Scott shoots the film in a bland, uninspired (if technically competant) way: the action sequences are coherent (if uninterestingly choreographed). Though the flashy, high-octane close-ups of people pulling bow-strings and the sped-up helicopter shots of the countryside are just plain absurd in this context. When we see French soldiers they are usually making stereotypically “French” noises in a Pythonesque fashion. I always expected them to mutter “feche la vache” at a key moment and turn the tide of battle in their favour by launching a cow onto the field. Throw into the mix a laugh-out-loud medieval version of the D-Day landing, with the French arriving on an English beach in World War II landing craft (complete with obviously derivative ‘Saving Private Ryan’ shots of arrows hitting soldiers in the water) and you have yourself a contender for “worst film of the year”.

But as obviously, inherently, breathtakingly silly the action sequences are (undercutting the “realism” that necessitated beefy Mr. Crowe in the first instance), I would have found myself far more entertained if the film had been an hour shorter and comprised solely of these scenes (the opening assault on a castle; the liberation of a village; the battle on the beach). Instead we are treated to a litany of awkward scenes that feature Crowe and Blanchett romancing (phwoar!). And when we aren’t being presented with that tantalising prospect, we have a load of historically inaccurate, xenophobic, right-wing gibberish to listen to.
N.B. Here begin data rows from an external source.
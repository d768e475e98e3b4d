pub mod codec;
pub mod store;

pub use codec::{
    decode_shared_profile, encode_shared_profile, parse_import_link, ShareableProfile,
    DEEP_LINK_SCHEME,
};
pub use store::{process_invocation, FileProfileStore, ProfileStore};
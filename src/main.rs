#[tokio::main]
async fn main() {
    vanguard_lib::init_logging();

    let args: Vec<String> = std::env::args().skip(1).collect();
    if let Err(e) = vanguard_lib::run(args).await {
        eprintln!("vanguard: {e}");
        std::process::exit(1);
    }
}
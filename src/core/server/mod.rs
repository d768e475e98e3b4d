pub mod directory;
pub mod model;
pub mod probe;

pub use directory::{ServerDirectory, Upsert};
pub use model::{Reachability, Server, ServerAddress, ServerAnnouncement};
The best thing I can say about this version of the story is that it takes a rather dim view of the crusades compared with other versions which tend to valorise King Richard the Lionheart (this is perhaps unsurprising from Scott, who directed ‘Kingdom of Heaven’). Similarly the church is shown as the wealthy and corrupt organisation it was at that time. Prince John (Oscar Isaac, who is probably the best thing in the film) is allowed to make some good points about his brother’s crusade, even as he sides with the perennially evil Mark Strong. But this revisionist look at the legend is a step in the right direction which is undermined by the extreme crap-ness of the rest of the production.

My brother (Chris Beames) summed it up best when after seeing the film he wrote the following as his Facebook status: “If you’re thinking of going to see Robin Hood. Then I think you should. Because at least that way it is fair.” Don’t worry; I am not yet angry enough at the human race to wish the same upon you.

I will say this: if you really, really liked ‘Gladiator’ (and you actually enjoyed the above trailer), then maybe you’ll want to see Crowe doing his Maximus bit in the woods of England. If, like me, you didn’t even like that film very much (though ‘Gladiator’ is a classic compared with this), then there is nothing for you here whatsoever.

'Robin Hood' is out now and is rated '12a' by the BBFC.